▸ **EXERCISE GOAL**
Reproduce, without any change, the span of lines from the opening of the records below to the line containing "The current status.", inclusive.

----------------------------------------

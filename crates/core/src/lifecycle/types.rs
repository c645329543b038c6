//! Lifecycle actions.
//!
//! The service decides which action a request produces; applying the action
//! is a separate step so callers can validate everything else first.

use chrono::{DateTime, Utc};
use docflow_shared::types::UserId;

use crate::document::{Document, DocumentStatus};

/// A validated status transition with its audit data.
#[derive(Debug, Clone, PartialEq, Eq)]
pub enum LifecycleAction {
    /// Draft submitted for review.
    Submit {
        /// The new status after submission.
        new_status: DocumentStatus,
        /// Who submitted.
        submitted_by: UserId,
        /// When it was submitted.
        submitted_at: DateTime<Utc>,
    },
    /// Pending document approved.
    Approve {
        /// The new status after approval.
        new_status: DocumentStatus,
        /// Who approved.
        approved_by: UserId,
        /// When it was approved.
        approved_at: DateTime<Utc>,
        /// Approver's note, possibly empty.
        approval_notes: String,
    },
    /// Pending document rejected.
    Reject {
        /// The new status after rejection.
        new_status: DocumentStatus,
        /// Who rejected.
        rejected_by: UserId,
        /// When it was rejected.
        rejected_at: DateTime<Utc>,
        /// Trimmed rejection reason.
        rejection_reason: String,
    },
    /// Downstream work finished.
    Complete {
        /// The new status after completion.
        new_status: DocumentStatus,
        /// When it completed.
        completed_at: DateTime<Utc>,
    },
    /// A retried request that leaves the document as it is.
    Unchanged {
        /// The current status.
        status: DocumentStatus,
    },
}

impl LifecycleAction {
    /// Returns the status resulting from this action.
    #[must_use]
    pub fn new_status(&self) -> DocumentStatus {
        match self {
            Self::Submit { new_status, .. }
            | Self::Approve { new_status, .. }
            | Self::Reject { new_status, .. }
            | Self::Complete { new_status, .. } => *new_status,
            Self::Unchanged { status } => *status,
        }
    }

    /// Returns false for [`LifecycleAction::Unchanged`].
    #[must_use]
    pub fn changes_status(&self) -> bool {
        !matches!(self, Self::Unchanged { .. })
    }

    /// Writes the new status and audit fields onto `document`.
    pub fn apply(self, document: &mut Document) {
        let audit = &mut document.audit;
        let touched_at = match self {
            Self::Submit {
                new_status,
                submitted_by,
                submitted_at,
            } => {
                document.status = new_status;
                audit.submitted_by = Some(submitted_by);
                audit.submitted_at = Some(submitted_at);
                submitted_at
            }
            Self::Approve {
                new_status,
                approved_by,
                approved_at,
                approval_notes,
            } => {
                document.status = new_status;
                audit.approved_by = Some(approved_by);
                audit.approved_at = Some(approved_at);
                audit.approval_notes = Some(approval_notes);
                approved_at
            }
            Self::Reject {
                new_status,
                rejected_by,
                rejected_at,
                rejection_reason,
            } => {
                document.status = new_status;
                audit.rejected_by = Some(rejected_by);
                audit.rejected_at = Some(rejected_at);
                audit.rejection_reason = Some(rejection_reason);
                rejected_at
            }
            Self::Complete {
                new_status,
                completed_at,
            } => {
                document.status = new_status;
                audit.completed_at = Some(completed_at);
                completed_at
            }
            Self::Unchanged { .. } => return,
        };
        document.updated_at = touched_at;
    }
}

----------------------------------------

▸ **OUTPUT FOR THIS TASK**
filename crates/core/src/lifecycle/types.rs
repository c645329543b038c6
//! Lifecycle actions.
//!
//! The service decides which action a request produces; applying the action
//! is a separate step so callers can validate everything else first.

use chrono::{DateTime, Utc};
use docflow_shared::types::UserId;

use crate::document::{Document, DocumentStatus};

/// A validated status transition with its audit data.
#[derive(Debug, Clone, PartialEq, Eq)]
pub enum LifecycleAction {
    /// Draft submitted for review.
    Submit {
        /// The new status after submission.
        new_status: DocumentStatus,
        /// Who submitted.
        submitted_by: UserId,
        /// When it was submitted.
        submitted_at: DateTime<Utc>,
    },
    /// Pending document approved.
    Approve {
        /// The new status after approval.
        new_status: DocumentStatus,
        /// Who approved.
        approved_by: UserId,
        /// When it was approved.
        approved_at: DateTime<Utc>,
        /// Approver's note, possibly empty.
        approval_notes: String,
    },
    /// Pending document rejected.
    Reject {
        /// The new status after rejection.
        new_status: DocumentStatus,
        /// Who rejected.
        rejected_by: UserId,
        /// When it was rejected.
        rejected_at: DateTime<Utc>,
        /// Trimmed rejection reason.
        rejection_reason: String,
    },
    /// Downstream work finished.
    Complete {
        /// The new status after completion.
        new_status: DocumentStatus,
        /// When it completed.
        completed_at: DateTime<Utc>,
    },
    /// A retried request that leaves the document as it is.
    Unchanged {
        /// The current status.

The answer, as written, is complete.